• EXERCISE DESCRIPTION:
Nothing before the line containing "MB, avg access" should appear; please restate that line and every later line word for word through the end of the listing.

• SOURCE DATA:
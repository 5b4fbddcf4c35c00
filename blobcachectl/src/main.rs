use std::path::PathBuf;
use std::process::ExitCode;
use std::sync::Arc;
use std::time::Duration;

use anyhow::{Context, Result};
use blobcache_core::{
    AssetCache, ByteSize, CacheConfig, CacheMonitor, HostMemoryProvider, MemoryPressureProvider,
    NoPressureSignal, ProcessMemoryProvider, Variant,
};
use clap::{Parser, Subcommand, ValueEnum};
use env_logger::{Builder, Target};
use log::LevelFilter;
use regex::Regex;

#[derive(Parser)]
#[command(
    name = "blobcachectl",
    version,
    about = "Drive the blobcache asset cache against a real origin"
)]
struct Cli {
    /// TOML configuration file
    #[arg(long, global = true)]
    config: Option<PathBuf>,
    /// Env file loaded before BLOBCACHE_* overrides are applied
    #[arg(long, global = true)]
    env_file: Option<PathBuf>,
    /// Memory signal that drives adaptive capacity
    #[arg(long, global = true, value_enum, default_value_t = MemorySignal::Process)]
    memory: MemorySignal,
    /// Budget the process signal is measured against, in MiB
    #[arg(long, global = true, default_value_t = 512)]
    memory_budget_mib: u64,
    #[command(subcommand)]
    command: Command,
}

#[derive(Subcommand)]
enum Command {
    /// Fetch assets and print cache stats as JSON
    Fetch {
        /// Asset ids to fetch
        #[arg(required = true)]
        keys: Vec<String>,
        /// Variant to request (defaults to the configured variant)
        #[arg(long)]
        variant: Option<String>,
        /// Fetch the whole key list this many times
        #[arg(long, default_value_t = 1)]
        repeat: u32,
    },
    /// Preload assets, run the pressure monitor, then print the analysis
    Monitor {
        /// Asset ids to preload
        keys: Vec<String>,
        #[arg(long)]
        variant: Option<String>,
        /// How long to keep the monitor running (e.g. "90s", "2m")
        #[arg(long, default_value = "10s", value_parser = humantime::parse_duration)]
        duration: Duration,
        /// Sweep interval; defaults to the configured interval
        #[arg(long, value_parser = humantime::parse_duration)]
        interval: Option<Duration>,
        /// Remove keys matching this regex before reporting
        #[arg(long)]
        remove_pattern: Option<Regex>,
        /// Remove entries idle longer than this before reporting
        #[arg(long, value_parser = humantime::parse_duration)]
        remove_idle: Option<Duration>,
    },
    /// Print the effective configuration as TOML
    Config,
}

#[derive(Debug, Clone, Copy, PartialEq, Eq, ValueEnum)]
enum MemorySignal {
    /// This process's resident memory against --memory-budget-mib
    Process,
    /// Whole-host RAM usage
    Host,
    /// Fixed capacity limits
    None,
}

impl MemorySignal {
    fn provider(self, budget_mib: u64) -> Arc<dyn MemoryPressureProvider> {
        match self {
            MemorySignal::Process => Arc::new(ProcessMemoryProvider::new(ByteSize::from_bytes(
                budget_mib.saturating_mul(1024 * 1024),
            ))),
            MemorySignal::Host => Arc::new(HostMemoryProvider::new()),
            MemorySignal::None => Arc::new(NoPressureSignal),
        }
    }
}

fn init_logger() {
    Builder::new()
        .target(Target::Stderr)
        .filter_level(LevelFilter::Warn)
        .filter_module("blobcache_core", LevelFilter::Info)
        .filter_module("blobcachectl", LevelFilter::Info)
        .init();
}

#[tokio::main]
async fn main() -> Result<ExitCode> {
    if std::env::var("RUST_LOG").is_err() {
        init_logger();
    } else {
        env_logger::init();
    }

    let cli = Cli::parse();
    let config = CacheConfig::load(cli.config.as_deref(), cli.env_file.as_deref())
        .context("failed to load configuration")?;
    let pressure = cli.memory.provider(cli.memory_budget_mib);

    match cli.command {
        Command::Fetch {
            keys,
            variant,
            repeat,
        } => fetch(&config, pressure, &keys, variant, repeat).await,
        Command::Monitor {
            keys,
            variant,
            duration,
            interval,
            remove_pattern,
            remove_idle,
        } => {
            let cache = AssetCache::from_config(&config, pressure)?;
            let variant = resolve_variant(&config, variant);
            let monitor = CacheMonitor::new(cache.clone(), config.monitor.clone());

            let report = cache.preload(keys.as_slice(), &variant).await;
            log::info!(
                "Preloaded {} of {} assets ({} failed)",
                report.loaded,
                report.requested,
                report.failed
            );

            monitor.start_monitoring(interval.unwrap_or_else(|| config.monitor.interval()));
            tokio::time::sleep(duration).await;
            monitor.stop_monitoring();

            if let Some(pattern) = remove_pattern {
                monitor.remove_by_pattern(&pattern);
            }
            if let Some(max_idle) = remove_idle {
                monitor.remove_older_than(max_idle);
            }

            println!("{}", serde_json::to_string_pretty(&monitor.analysis())?);
            Ok(ExitCode::SUCCESS)
        }
        Command::Config => {
            print!("{}", config.to_toml_string()?);
            Ok(ExitCode::SUCCESS)
        }
    }
}

fn resolve_variant(config: &CacheConfig, variant: Option<String>) -> Variant {
    variant
        .map(Variant::new)
        .unwrap_or_else(|| config.default_variant())
}

async fn fetch(
    config: &CacheConfig,
    pressure: Arc<dyn MemoryPressureProvider>,
    keys: &[String],
    variant: Option<String>,
    repeat: u32,
) -> Result<ExitCode> {
    let cache = AssetCache::from_config(config, pressure)?;
    let variant = resolve_variant(config, variant);

    let mut failures = 0usize;
    for round in 0..repeat.max(1) {
        for key in keys {
            match cache.fetch_or_load(key, &variant).await {
                Ok(handle) => log::info!("[{}] {} -> {}", round + 1, key, handle.size()),
                Err(err) => {
                    failures += 1;
                    eprintln!("{key}: {err}");
                }
            }
        }
    }

    println!("{}", serde_json::to_string_pretty(&cache.stats())?);
    Ok(if failures == 0 {
        ExitCode::SUCCESS
    } else {
        ExitCode::FAILURE
    })
}
//! Periodic cache maintenance.
//!
//! The monitor never touches store internals; every removal goes through
//! [`AssetCache::remove`] or [`AssetCache::clear`], so handles are released
//! the same way eviction releases them.

use std::time::Duration;

use parking_lot::Mutex;
use regex::Regex;
use serde::{Deserialize, Serialize};
use tokio::task::JoinHandle;
use tokio::time::MissedTickBehavior;
use tokio_util::sync::CancellationToken;

use crate::memory::PressureLevel;
use crate::store::{AssetCache, EntryInfo};

/// Number of entries listed in each half of a [`CacheAnalysis`].
const REPORT_SIZE: usize = 10;

#[derive(Debug, Clone, PartialEq, Serialize, Deserialize)]
#[serde(default)]
pub struct MonitorConfig {
    /// Sweep interval used when the monitor is started from config.
    pub interval_ms: u64,
    /// Pressure above which the sweep removes `aggressive_fraction` of the
    /// entries.
    pub aggressive_threshold: f64,
    pub aggressive_fraction: f64,
    pub normal_threshold: f64,
    pub normal_fraction: f64,
    /// Share of least-used entries that [`CacheMonitor::optimize`] inspects.
    pub optimize_fraction: f64,
    /// Entries at or below this access count are dropped by `optimize`.
    pub optimize_max_access: u64,
    pub pressure_threshold: f64,
}

impl Default for MonitorConfig {
    fn default() -> Self {
        Self {
            interval_ms: 60_000,
            aggressive_threshold: 0.85,
            aggressive_fraction: 0.5,
            normal_threshold: 0.7,
            normal_fraction: 0.2,
            optimize_fraction: 0.3,
            optimize_max_access: 1,
            pressure_threshold: 0.7,
        }
    }
}

impl MonitorConfig {
    pub fn interval(&self) -> Duration {
        Duration::from_millis(self.interval_ms)
    }
}

/// What a single sweep did.
#[derive(Debug, Clone, Copy, PartialEq, Eq)]
pub enum SweepOutcome {
    /// No pressure signal, or pressure below the cleanup thresholds.
    Idle,
    Normal { removed: usize },
    Aggressive { removed: usize },
}

impl SweepOutcome {
    pub fn removed(&self) -> usize {
        match self {
            SweepOutcome::Idle => 0,
            SweepOutcome::Normal { removed } | SweepOutcome::Aggressive { removed } => *removed,
        }
    }
}

#[derive(Debug, Clone, PartialEq, Serialize)]
pub struct CacheAnalysis {
    pub total_count: usize,
    pub memory_usage_mib: f64,
    pub most_used: Vec<EntryInfo>,
    pub least_used: Vec<EntryInfo>,
    pub pressure: PressureLevel,
}

struct MonitorTask {
    cancel: CancellationToken,
    handle: JoinHandle<()>,
}

/// Drives periodic sweeps over an [`AssetCache`] and exposes on-demand
/// maintenance.
pub struct CacheMonitor {
    cache: AssetCache,
    config: MonitorConfig,
    task: Mutex<Option<MonitorTask>>,
}

impl std::fmt::Debug for CacheMonitor {
    fn fmt(&self, f: &mut std::fmt::Formatter<'_>) -> std::fmt::Result {
        f.debug_struct("CacheMonitor")
            .field("config", &self.config)
            .field("running", &self.is_running())
            .finish()
    }
}

impl CacheMonitor {
    pub fn new(cache: AssetCache, config: MonitorConfig) -> Self {
        Self {
            cache,
            config,
            task: Mutex::new(None),
        }
    }

    pub fn cache(&self) -> &AssetCache {
        &self.cache
    }

    pub fn config(&self) -> &MonitorConfig {
        &self.config
    }

    /// Start sweeping every `interval`, replacing any running schedule.
    /// The first sweep happens one interval from now.
    ///
    /// Must be called from within a tokio runtime.
    pub fn start_monitoring(&self, interval: Duration) {
        let interval = interval.max(Duration::from_millis(1));
        let cancel = CancellationToken::new();

        let handle = {
            let cache = self.cache.clone();
            let config = self.config.clone();
            let cancel = cancel.clone();
            tokio::spawn(async move {
                let mut ticker = tokio::time::interval(interval);
                ticker.set_missed_tick_behavior(MissedTickBehavior::Delay);
                ticker.tick().await;

                loop {
                    tokio::select! {
                        _ = cancel.cancelled() => {
                            log::debug!("Cache monitor shutting down");
                            break;
                        }
                        _ = ticker.tick() => {
                            log_stats(&cache);
                            sweep(&cache, &config);
                        }
                    }
                }
            })
        };

        let previous = self.task.lock().replace(MonitorTask { cancel, handle });
        if let Some(previous) = previous {
            previous.cancel.cancel();
            log::debug!("Replaced running cache monitor");
        }
        log::info!("Cache monitor started, sweeping every {:?}", interval);
    }

    /// Stop the periodic sweep. Returns whether one was running.
    pub fn stop_monitoring(&self) -> bool {
        match self.task.lock().take() {
            Some(task) => {
                task.cancel.cancel();
                log::info!("Cache monitor stopped");
                true
            }
            None => false,
        }
    }

    pub fn is_running(&self) -> bool {
        self.task
            .lock()
            .as_ref()
            .is_some_and(|task| !task.handle.is_finished())
    }

    /// Run one pressure check now.
    pub fn sweep(&self) -> SweepOutcome {
        sweep(&self.cache, &self.config)
    }

    pub fn log_stats(&self) {
        log_stats(&self.cache);
    }

    pub fn clear_cache(&self) -> usize {
        let released = self.cache.clear();
        log::info!("Cache cleared manually");
        released
    }

    /// Remove every entry whose key matches `pattern`.
    pub fn remove_by_pattern(&self, pattern: &Regex) -> usize {
        let removed = self
            .cache
            .keys()
            .iter()
            .filter(|key| pattern.is_match(key))
            .filter(|key| self.cache.remove(key))
            .count();
        log::info!(
            "Removed {} assets matching pattern: {}",
            removed,
            pattern.as_str()
        );
        removed
    }

    /// Remove entries not accessed within `max_age`.
    pub fn remove_older_than(&self, max_age: Duration) -> usize {
        let removed = self
            .cache
            .entries()
            .iter()
            .filter(|entry| entry.idle > max_age)
            .filter(|entry| self.cache.remove(&entry.key))
            .count();
        log::info!("Removed {} assets idle longer than {:?}", removed, max_age);
        removed
    }

    /// Drop rarely used entries from the least-used share of the cache.
    pub fn optimize(&self) -> usize {
        let inspect = fraction_of(self.cache.len(), self.config.optimize_fraction);
        let removed = self
            .cache
            .least_used(inspect)
            .iter()
            .filter(|entry| entry.access_count <= self.config.optimize_max_access)
            .filter(|entry| self.cache.remove(&entry.key))
            .count();
        log::info!("Cache optimization: removed {} low-use assets", removed);
        removed
    }

    pub fn analysis(&self) -> CacheAnalysis {
        let stats = self.cache.stats();
        CacheAnalysis {
            total_count: stats.count,
            memory_usage_mib: stats.total_bytes.as_mib_rounded(),
            most_used: self.cache.most_used(REPORT_SIZE),
            least_used: self.cache.least_used(REPORT_SIZE),
            pressure: PressureLevel::from_ratio(stats.memory_pressure),
        }
    }

    pub fn is_under_memory_pressure(&self) -> bool {
        self.cache
            .memory_pressure()
            .is_some_and(|ratio| ratio > self.config.pressure_threshold)
    }

    /// Run [`optimize`](Self::optimize) if memory is under pressure.
    /// Returns whether it ran.
    pub fn force_cleanup(&self) -> bool {
        if !self.is_under_memory_pressure() {
            return false;
        }
        log::warn!("Memory pressure detected, forcing cache cleanup");
        self.optimize();
        true
    }
}

impl Drop for CacheMonitor {
    fn drop(&mut self) {
        if let Some(task) = self.task.get_mut().take() {
            task.cancel.cancel();
        }
    }
}

fn fraction_of(count: usize, fraction: f64) -> usize {
    (count as f64 * fraction).floor() as usize
}

fn log_stats(cache: &AssetCache) {
    let stats = cache.stats();
    log::info!(
        "Asset cache stats: {} assets, {} MB, avg access {}, loading {}, errors {}, limit {}",
        stats.count,
        stats.total_bytes.as_mib_rounded(),
        stats.avg_access_count,
        stats.loading_count,
        stats.error_count,
        stats.limits.max_entries
    );
}

fn remove_least_used(cache: &AssetCache, fraction: f64) -> usize {
    let count = fraction_of(cache.len(), fraction);
    cache
        .least_used(count)
        .iter()
        .filter(|entry| cache.remove(&entry.key))
        .count()
}

fn sweep(cache: &AssetCache, config: &MonitorConfig) -> SweepOutcome {
    let Some(ratio) = cache.memory_pressure() else {
        return SweepOutcome::Idle;
    };

    if ratio > config.aggressive_threshold {
        log::warn!("High memory pressure ({:.2}), running aggressive cleanup", ratio);
        let removed = remove_least_used(cache, config.aggressive_fraction);
        log::info!("Aggressive cleanup: removed {} assets", removed);
        SweepOutcome::Aggressive { removed }
    } else if ratio > config.normal_threshold {
        log::warn!("Moderate memory pressure ({:.2}), running cleanup", ratio);
        let removed = remove_least_used(cache, config.normal_fraction);
        log::info!("Normal cleanup: removed {} assets", removed);
        SweepOutcome::Normal { removed }
    } else {
        SweepOutcome::Idle
    }
}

• COMPLETED TASK:
        "Asset cache stats: {} assets, {} MB, avg access {}, loading {}, errors {}, limit {}",
        stats.count,
        stats.total_bytes.as_mib_rounded(),
        stats.avg_access_count,
        stats.loading_count,
        stats.error_count,
        stats.limits.max_entries
    );
}

fn remove_least_used(cache: &AssetCache, fraction: f64) -> usize {
    let count = fraction_of(cache.len(), fraction);
    cache
        .least_used(count)
        .iter()
        .filter(|entry| cache.remove(&entry.key))
        .count()
}

fn sweep(cache: &AssetCache, config: &MonitorConfig) -> SweepOutcome {
    let Some(ratio) = cache.memory_pressure() else {
        return SweepOutcome::Idle;
    };

    if ratio > config.aggressive_threshold {
        log::warn!("High memory pressure ({:.2}), running aggressive cleanup", ratio);
        let removed = remove_least_used(cache, config.aggressive_fraction);
        log::info!("Aggressive cleanup: removed {} assets", removed);
        SweepOutcome::Aggressive { removed }
    } else if ratio > config.normal_threshold {
        log::warn!("Moderate memory pressure ({:.2}), running cleanup", ratio);
        let removed = remove_least_used(cache, config.normal_fraction);
        log::info!("Normal cleanup: removed {} assets", removed);
        SweepOutcome::Normal { removed }
    } else {
        SweepOutcome::Idle
    }
}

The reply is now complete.